I went over to the place where i had kept the clips. The cover which i had preserved in tact, was found discarded nearby. I picked it up and noticed that the number on the pack read 12 . I checked the clip case and saw only 3 in them. I then checked out the price – Rs 20.

So my esteemed neighbor’s loot was 9 clips costing Rs 15 – a paltry amount.

I was outraged – for his impudence at picking my things without my consent and then having the temerity to lie about it. I resisted the immediate temptation to go and ask him about it and instead, decided to figure out why a decently paid, software sector employed, father-of-one would want to adopt such a severe method of ‘economizing’. I drew a blank there. Beats me. If i knew, i would have probably been practicing it myself. So i thought better not to know it.

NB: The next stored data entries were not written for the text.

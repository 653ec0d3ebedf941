//! Structured form of a type expression.
//!
//! A [`VarType`] starts out holding only the raw text it was written as and
//! an [`VarKind::Unknown`] kind. Parsing fills in the kind exactly once and
//! replaces the text with its canonical spelling.

use std::fmt::Display;

use vartype_errors::{DocumentError, DomainError, SchemaError, TypeExprError};

use crate::{
    DataType, Ident, Message, MessageCatalog, MessageId, ParseConfig, canonical, parse::parse_with,
};

/// Sentinel spelling of a type that never reached a concrete kind.
pub const UNKNOWN_SPELLING: &str = "<unknown>";

#[derive(Debug, Clone, PartialEq, Eq)]
pub struct VarType {
    expr: String,
    kind: VarKind,
}

#[derive(Debug, Clone, PartialEq, Eq)]
pub enum VarKind {
    Unknown,
    Primitive(DataType),
    List(VarList),
    Map(VarMap),
    Struct(VarStruct),
}

#[derive(Debug, Clone, PartialEq, Eq)]
pub struct VarList {
    pub elem: Box<VarType>,
}

#[derive(Debug, Clone, PartialEq, Eq)]
pub struct VarMap {
    /// Always one of [`DataType::MAP_KEYS`].
    pub key: DataType,
    pub value: Box<VarType>,
}

/// Reference to a message owned by a [`MessageCatalog`].
#[derive(Debug, Clone, PartialEq, Eq)]
pub struct VarStruct {
    pub name: Ident,
    pub message: MessageId,
}

impl VarType {
    /// An unparsed type holding only its raw text.
    pub fn new<S: Into<String>>(expr: S) -> Self {
        Self {
            expr: expr.into(),
            kind: VarKind::Unknown,
        }
    }

    /// Builds a type from an already-validated kind, spelling it canonically.
    pub(crate) fn from_kind(kind: VarKind) -> Self {
        let expr = kind.to_string();
        Self { expr, kind }
    }

    /// A parsed node still spelled as written.
    pub(crate) fn parsed(
        expr: &str,
        kind: VarKind,
    ) -> Self {
        Self {
            expr: expr.to_string(),
            kind,
        }
    }

    pub fn primitive(ty: DataType) -> Self {
        Self::from_kind(VarKind::Primitive(ty))
    }

    pub fn list(elem: VarType) -> Self {
        Self::from_kind(VarKind::List(VarList {
            elem: Box::new(elem),
        }))
    }

    /// Fails when `key` is not a map key type.
    pub fn map(
        key: DataType,
        value: VarType,
    ) -> Result<Self, TypeExprError> {
        if !key.is_map_key() {
            return Err(TypeExprError::invalid_map_key(
                key.as_str(),
                format!("map<{key},{value}>"),
            ));
        }
        Ok(Self::from_kind(VarKind::Map(VarMap {
            key,
            value: Box::new(value),
        })))
    }

    /// Resolves `name` against `catalog`.
    pub fn message_ref<C: MessageCatalog + ?Sized>(
        name: &str,
        catalog: &C,
    ) -> Result<Self, TypeExprError> {
        let (message, found) = catalog
            .lookup(name)
            .ok_or_else(|| TypeExprError::unknown_type(name))?;
        Ok(Self::from_kind(VarKind::Struct(VarStruct {
            name: found.name.clone(),
            message,
        })))
    }

    /// Accepts a raw document token: a non-empty, double-quoted string.
    ///
    /// Quotes are stripped with no escape processing. The result is unparsed.
    pub fn from_quoted(raw: &str) -> Result<Self, SchemaError> {
        if raw.len() <= 2 {
            return Err(DocumentError::empty_value(raw)
                .unlocated()
                .build());
        }

        raw.strip_prefix('"')
            .and_then(|s| s.strip_suffix('"'))
            .map(Self::new)
            .ok_or_else(|| {
                DocumentError::string_expected(raw)
                    .unlocated()
                    .build()
            })
    }

    /// Parses a fresh type from `expr` with the default configuration.
    pub fn parse_expr<C: MessageCatalog + ?Sized>(
        expr: &str,
        catalog: &C,
    ) -> Result<Self, TypeExprError> {
        parse_with(expr, catalog, &ParseConfig::default())
    }

    /// Parses the held raw text in place.
    ///
    /// On error `self` is left untouched.
    pub fn parse<C: MessageCatalog + ?Sized>(
        &mut self,
        catalog: &C,
    ) -> Result<(), TypeExprError> {
        self.parse_with(catalog, &ParseConfig::default())
    }

    pub fn parse_with<C: MessageCatalog + ?Sized>(
        &mut self,
        catalog: &C,
        config: &ParseConfig,
    ) -> Result<(), TypeExprError> {
        *self = parse_with(&self.expr, catalog, config)?;
        Ok(())
    }

    /// Canonical text once parsed, raw text before.
    pub fn expr(&self) -> &str {
        &self.expr
    }

    pub fn kind(&self) -> &VarKind {
        &self.kind
    }

    pub fn is_parsed(&self) -> bool {
        !matches!(self.kind, VarKind::Unknown)
    }

    pub fn data_type(&self) -> Option<DataType> {
        match &self.kind {
            VarKind::Primitive(ty) => Some(*ty),
            _ => None,
        }
    }

    pub fn as_list(&self) -> Option<&VarList> {
        match &self.kind {
            VarKind::List(list) => Some(list),
            _ => None,
        }
    }

    pub fn as_map(&self) -> Option<&VarMap> {
        match &self.kind {
            VarKind::Map(map) => Some(map),
            _ => None,
        }
    }

    pub fn as_struct(&self) -> Option<&VarStruct> {
        match &self.kind {
            VarKind::Struct(s) => Some(s),
            _ => None,
        }
    }

    /// Looks up the message a struct reference points at.
    pub fn message<'c, C: MessageCatalog + ?Sized>(
        &self,
        catalog: &'c C,
    ) -> Option<&'c Message> {
        self.as_struct()
            .and_then(|s| catalog.message(s.message))
    }

    pub(crate) fn set_expr(
        &mut self,
        expr: String,
    ) {
        self.expr = expr;
    }
}

impl VarKind {
    pub fn name(&self) -> &'static str {
        match self {
            Self::Unknown => "unknown",
            Self::Primitive(..) => "primitive",
            Self::List(..) => "list",
            Self::Map(..) => "map",
            Self::Struct(..) => "struct",
        }
    }
}

impl Display for VarType {
    fn fmt(
        &self,
        f: &mut std::fmt::Formatter<'_>,
    ) -> std::fmt::Result {
        f.write_str(&self.expr)
    }
}

impl Display for VarKind {
    fn fmt(
        &self,
        f: &mut std::fmt::Formatter<'_>,
    ) -> std::fmt::Result {
        f.write_str(&canonical::serialize_kind(self))
    }
}

impl From<&str> for VarType {
    fn from(value: &str) -> Self {
        Self::new(value)
    }
}

impl From<String> for VarType {
    fn from(value: String) -> Self {
        Self::new(value)
    }
}

impl serde::Serialize for VarType {
    fn serialize<S: serde::Serializer>(
        &self,
        serializer: S,
    ) -> Result<S::Ok, S::Error> {
        serializer.serialize_str(&self.expr)
    }
}

impl<'de> serde::Deserialize<'de> for VarType {
    fn deserialize<D: serde::Deserializer<'de>>(deserializer: D) -> Result<Self, D::Error> {
        let expr = String::deserialize(deserializer)?;
        if expr.is_empty() {
            return Err(serde::de::Error::custom(DocumentError::empty_value(
                "\"\"",
            )));
        }
        Ok(Self::new(expr))
    }
}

Then i thought of the best possible reaction i could display to this non-event. Knock on his door and ask him about it? Ignore it? Gift wrap a similar set of clips and leave it at his doorstep? I am still wondering – and open to more options – as i am typing away this blog.

It just occurred to me that he can never use his prized possession ever again as we have the same maid. The moment he hands it over to her, his game is over. His wife might perhaps use it to hang her bras and panties in the bathroom – but 9 clips?!!!

It is not the value of the stolen item that is vexing me – it is the practice; the practice of unhesitatingly demanding and taking what is rightfully someone else’s.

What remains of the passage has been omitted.